(Dataset entries)
====================
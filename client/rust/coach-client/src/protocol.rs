//! Server-sent event framing and the typed events carried by analysis streams.

use crate::casing;
use crate::error::{ApiError, ClientError, Result};
use serde::de::DeserializeOwned;
use serde_json::Value;

/// One dispatched SSE message.
#[derive(Debug, Clone, PartialEq, Eq)]
pub struct SseFrame {
    pub event: String,
    pub data: String,
}

/// Incremental `text/event-stream` decoder.
///
/// Bytes may be pushed in arbitrary pieces. Lines end with `\n` or `\r\n`,
/// comment lines (`:`) and unknown fields are ignored, multi-line `data` is
/// joined with `\n`.
#[derive(Debug, Default)]
pub struct SseDecoder {
    buf: Vec<u8>,
    event: Option<String>,
    data: Vec<String>,
}

impl SseDecoder {
    pub fn new() -> Self {
        Self::default()
    }

    pub fn push(&mut self, chunk: &[u8]) -> Vec<SseFrame> {
        self.buf.extend_from_slice(chunk);
        let mut frames = Vec::new();
        while let Some(pos) = self.buf.iter().position(|&b| b == b'\n') {
            let mut line: Vec<u8> = self.buf.drain(..=pos).collect();
            line.pop();
            if line.last() == Some(&b'\r') {
                line.pop();
            }
            if let Some(frame) = self.process_line(&String::from_utf8_lossy(&line)) {
                frames.push(frame)
            }
        }
        frames
    }

    /// Flushes a final message that was not followed by a blank line.
    pub fn finish(&mut self) -> Option<SseFrame> {
        if !self.buf.is_empty() {
            let rest = std::mem::take(&mut self.buf);
            let line = String::from_utf8_lossy(&rest);
            let line = line.trim_end_matches('\r');
            if let Some(frame) = self.process_line(line) {
                return Some(frame);
            }
        }
        self.dispatch()
    }

    fn dispatch(&mut self) -> Option<SseFrame> {
        let event = self.event.take();
        if self.data.is_empty() {
            return None;
        }
        let data = std::mem::take(&mut self.data).join("\n");
        Some(SseFrame { event: event.unwrap_or_else(|| "message".to_string()), data })
    }

    fn process_line(&mut self, line: &str) -> Option<SseFrame> {
        if line.is_empty() {
            return self.dispatch();
        }
        if line.starts_with(':') {
            return None;
        }
        let (field, value) = match line.split_once(':') {
            Some((field, value)) => (field, value.strip_prefix(' ').unwrap_or(value)),
            None => (line, ""),
        };
        match field {
            "event" => self.event = Some(value.to_string()),
            "data" => self.data.push(value.to_string()),
            _ => {}
        }
        None
    }
}

#[derive(Debug, Clone, PartialEq, serde::Serialize, serde::Deserialize)]
#[serde(rename_all = "camelCase")]
pub struct ProgressEvent {
    pub step: String,
    pub progress: f64,
    #[serde(default)]
    pub message: Option<String>,
    #[serde(default)]
    pub session_id: Option<String>,
}

#[derive(Debug, Clone, PartialEq, serde::Serialize, serde::Deserialize)]
#[serde(rename_all = "camelCase")]
pub struct CompleteEvent {
    #[serde(default)]
    pub session_id: Option<String>,
    #[serde(default)]
    pub transcript: Option<String>,
    #[serde(default)]
    pub analysis_result: Option<Value>,
    #[serde(default)]
    pub improved_script: Option<String>,
    #[serde(default)]
    pub improved_audio_url: Option<String>,
}

#[derive(Debug, Clone, PartialEq)]
pub enum StreamEvent {
    Progress(ProgressEvent),
    Complete(CompleteEvent),
    Error(ApiError),
    Heartbeat,
}

/// Parses a wire payload: JSON, wire-to-memory key conversion, then the typed event.
pub fn parse_payload<T: DeserializeOwned>(data: &str) -> Result<T> {
    let value: Value =
        serde_json::from_str(data).map_err(|e| ClientError::Protocol(e.to_string()))?;
    serde_json::from_value(casing::to_client(value))
        .map_err(|e| ClientError::Protocol(e.to_string()))
}

impl StreamEvent {
    /// `Ok(None)` for event names this client does not know about.
    pub fn from_frame(frame: &SseFrame) -> Result<Option<Self>> {
        let event = match frame.event.as_str() {
            "progress" => Self::Progress(parse_payload(&frame.data)?),
            "complete" => Self::Complete(parse_payload(&frame.data)?),
            "error" => {
                let value: Value =
                    serde_json::from_str(&frame.data).map_err(|e| ClientError::Protocol(e.to_string()))?;
                Self::Error(ApiError::from_payload(&value))
            }
            "heartbeat" => Self::Heartbeat,
            _ => return Ok(None),
        };
        Ok(Some(event))
    }
}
====================
Output all records verbatim.

## Solution to this problem
filename client/rust/coach-client/src/protocol.rs
//! Server-sent event framing and the typed events carried by analysis streams.

use crate::casing;
use crate::error::{ApiError, ClientError, Result};
use serde::de::DeserializeOwned;
use serde_json::Value;

/// One dispatched SSE message.
#[derive(Debug, Clone, PartialEq, Eq)]
pub struct SseFrame {
    pub event: String,
    pub data: String,
}

/// Incremental `text/event-stream` decoder.
///
/// Bytes may be pushed in arbitrary pieces. Lines end with `\n` or `\r\n`,
/// comment lines (`:`) and unknown fields are ignored, multi-line `data` is
/// joined with `\n`.
#[derive(Debug, Default)]
pub struct SseDecoder {
    buf: Vec<u8>,
    event: Option<String>,
    data: Vec<String>,
}

impl SseDecoder {
    pub fn new() -> Self {
        Self::default()
    }

    pub fn push(&mut self, chunk: &[u8]) -> Vec<SseFrame> {
        self.buf.extend_from_slice(chunk);
        let mut frames = Vec::new();
        while let Some(pos) = self.buf.iter().position(|&b| b == b'\n') {
            let mut line: Vec<u8> = self.buf.drain(..=pos).collect();
            line.pop();
            if line.last() == Some(&b'\r') {
                line.pop();
            }
            if let Some(frame) = self.process_line(&String::from_utf8_lossy(&line)) {
                frames.push(frame)
            }
        }
        frames
    }

    /// Flushes a final message that was not followed by a blank line.
    pub fn finish(&mut self) -> Option<SseFrame> {
        if !self.buf.is_empty() {
            let rest = std::mem::take(&mut self.buf);
            let line = String::from_utf8_lossy(&rest);
            let line = line.trim_end_matches('\r');
            if let Some(frame) = self.process_line(line) {
                return Some(frame);
            }
        }
        self.dispatch()
    }

    fn dispatch(&mut self) -> Option<SseFrame> {
        let event = self.event.take();
        if self.data.is_empty() {
            return None;
        }
        let data = std::mem::take(&mut self.data).join("\n");
        Some(SseFrame { event: event.unwrap_or_else(|| "message".to_string()), data })
    }

    fn process_line(&mut self, line: &str) -> Option<SseFrame> {
        if line.is_empty() {
            return self.dispatch();
        }
        if line.starts_with(':') {
            return None;
        }
        let (field, value) = match line.split_once(':') {
            Some((field, value)) => (field, value.strip_prefix(' ').unwrap_or(value)),
            None => (line, ""),
        };
        match field {
            "event" => self.event = Some(value.to_string()),
            "data" => self.data.push(value.to_string()),
            _ => {}
        }
        None
    }
}

#[derive(Debug, Clone, PartialEq, serde::Serialize, serde::Deserialize)]
#[serde(rename_all = "camelCase")]
pub struct ProgressEvent {
    pub step: String,
    pub progress: f64,
    #[serde(default)]
    pub message: Option<String>,
    #[serde(default)]
    pub session_id: Option<String>,
}

#[derive(Debug, Clone, PartialEq, serde::Serialize, serde::Deserialize)]
#[serde(rename_all = "camelCase")]
pub struct CompleteEvent {
    #[serde(default)]
    pub session_id: Option<String>,
    #[serde(default)]
    pub transcript: Option<String>,
    #[serde(default)]
    pub analysis_result: Option<Value>,
    #[serde(default)]
    pub improved_script: Option<String>,
    #[serde(default)]
    pub improved_audio_url: Option<String>,
}

#[derive(Debug, Clone, PartialEq)]
pub enum StreamEvent {
    Progress(ProgressEvent),
    Complete(CompleteEvent),
    Error(ApiError),
    Heartbeat,
}

/// Parses a wire payload: JSON, wire-to-memory key conversion, then the typed event.
pub fn parse_payload<T: DeserializeOwned>(data: &str) -> Result<T> {
    let value: Value =
        serde_json::from_str(data).map_err(|e| ClientError::Protocol(e.to_string()))?;
    serde_json::from_value(casing::to_client(value))
        .map_err(|e| ClientError::Protocol(e.to_string()))
}

impl StreamEvent {
    /// `Ok(None)` for event names this client does not know about.
    pub fn from_frame(frame: &SseFrame) -> Result<Option<Self>> {
        let event = match frame.event.as_str() {
            "progress" => Self::Progress(parse_payload(&frame.data)?),
            "complete" => Self::Complete(parse_payload(&frame.data)?),
            "error" => {
                let value: Value =
                    serde_json::from_str(&frame.data).map_err(|e| ClientError::Protocol(e.to_string()))?;
                Self::Error(ApiError::from_payload(&value))
            }
            "heartbeat" => Self::Heartbeat,
            _ => return Ok(None),
        };
        Ok(Some(event))
    }
}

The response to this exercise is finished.